Copy the records exactly. Every line must match.

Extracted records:
=-=-=-=-=
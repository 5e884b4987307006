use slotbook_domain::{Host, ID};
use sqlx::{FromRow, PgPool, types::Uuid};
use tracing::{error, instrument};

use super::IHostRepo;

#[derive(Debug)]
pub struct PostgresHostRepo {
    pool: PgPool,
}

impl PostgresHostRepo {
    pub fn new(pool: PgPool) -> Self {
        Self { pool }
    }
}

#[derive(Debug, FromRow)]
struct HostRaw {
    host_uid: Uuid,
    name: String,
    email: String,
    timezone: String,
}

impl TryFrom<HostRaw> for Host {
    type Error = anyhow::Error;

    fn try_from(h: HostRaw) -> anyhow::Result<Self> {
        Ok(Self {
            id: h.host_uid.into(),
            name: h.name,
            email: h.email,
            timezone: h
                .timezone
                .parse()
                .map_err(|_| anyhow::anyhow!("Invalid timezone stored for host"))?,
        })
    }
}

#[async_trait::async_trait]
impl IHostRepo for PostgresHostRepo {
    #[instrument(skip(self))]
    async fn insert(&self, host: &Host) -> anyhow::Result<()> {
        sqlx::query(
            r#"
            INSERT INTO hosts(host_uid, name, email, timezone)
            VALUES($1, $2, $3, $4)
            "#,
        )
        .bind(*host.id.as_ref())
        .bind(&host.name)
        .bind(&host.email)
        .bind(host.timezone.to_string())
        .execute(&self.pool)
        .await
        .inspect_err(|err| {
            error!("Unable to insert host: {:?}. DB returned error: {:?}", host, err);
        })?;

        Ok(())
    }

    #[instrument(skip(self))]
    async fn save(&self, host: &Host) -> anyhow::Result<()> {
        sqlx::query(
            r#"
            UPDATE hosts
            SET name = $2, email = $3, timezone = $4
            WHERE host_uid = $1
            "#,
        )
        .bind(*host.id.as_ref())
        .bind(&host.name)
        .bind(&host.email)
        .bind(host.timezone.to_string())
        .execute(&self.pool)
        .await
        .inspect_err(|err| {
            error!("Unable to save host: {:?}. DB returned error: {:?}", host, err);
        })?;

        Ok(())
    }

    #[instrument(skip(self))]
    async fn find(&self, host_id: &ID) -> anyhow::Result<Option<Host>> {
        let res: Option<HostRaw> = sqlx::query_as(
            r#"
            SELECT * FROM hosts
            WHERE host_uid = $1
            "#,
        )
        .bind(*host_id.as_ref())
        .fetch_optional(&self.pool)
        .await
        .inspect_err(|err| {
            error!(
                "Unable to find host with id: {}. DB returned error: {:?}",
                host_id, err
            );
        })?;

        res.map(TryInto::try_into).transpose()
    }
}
=-=-=-=-=
Solved problem –
repository 5e884b4987307006
use slotbook_domain::{Host, ID};
use sqlx::{FromRow, PgPool, types::Uuid};
use tracing::{error, instrument};

use super::IHostRepo;

#[derive(Debug)]
pub struct PostgresHostRepo {
    pool: PgPool,
}

impl PostgresHostRepo {
    pub fn new(pool: PgPool) -> Self {
        Self { pool }
    }
}

#[derive(Debug, FromRow)]
struct HostRaw {
    host_uid: Uuid,
    name: String,
    email: String,
    timezone: String,
}

impl TryFrom<HostRaw> for Host {
    type Error = anyhow::Error;

    fn try_from(h: HostRaw) -> anyhow::Result<Self> {
        Ok(Self {
            id: h.host_uid.into(),
            name: h.name,
            email: h.email,
            timezone: h
                .timezone
                .parse()
                .map_err(|_| anyhow::anyhow!("Invalid timezone stored for host"))?,
        })
    }
}

#[async_trait::async_trait]
impl IHostRepo for PostgresHostRepo {
    #[instrument(skip(self))]
    async fn insert(&self, host: &Host) -> anyhow::Result<()> {
        sqlx::query(
            r#"
            INSERT INTO hosts(host_uid, name, email, timezone)
            VALUES($1, $2, $3, $4)
            "#,
        )
        .bind(*host.id.as_ref())
        .bind(&host.name)
        .bind(&host.email)
        .bind(host.timezone.to_string())
        .execute(&self.pool)
        .await
        .inspect_err(|err| {
            error!("Unable to insert host: {:?}. DB returned error: {:?}", host, err);
        })?;

        Ok(())
    }

    #[instrument(skip(self))]
    async fn save(&self, host: &Host) -> anyhow::Result<()> {
        sqlx::query(
            r#"
            UPDATE hosts
            SET name = $2, email = $3, timezone = $4
            WHERE host_uid = $1
            "#,
        )
        .bind(*host.id.as_ref())
        .bind(&host.name)
        .bind(&host.email)
        .bind(host.timezone.to_string())
        .execute(&self.pool)
        .await
        .inspect_err(|err| {
            error!("Unable to save host: {:?}. DB returned error: {:?}", host, err);
        })?;

        Ok(())
    }

    #[instrument(skip(self))]
    async fn find(&self, host_id: &ID) -> anyhow::Result<Option<Host>> {
        let res: Option<HostRaw> = sqlx::query_as(
            r#"
            SELECT * FROM hosts
            WHERE host_uid = $1
            "#,
        )
        .bind(*host_id.as_ref())
        .fetch_optional(&self.pool)
        .await
        .inspect_err(|err| {
            error!(
                "Unable to find host with id: {}. DB returned error: {:?}",
                host_id, err
            );
        })?;

        res.map(TryInto::try_into).transpose()
    }
}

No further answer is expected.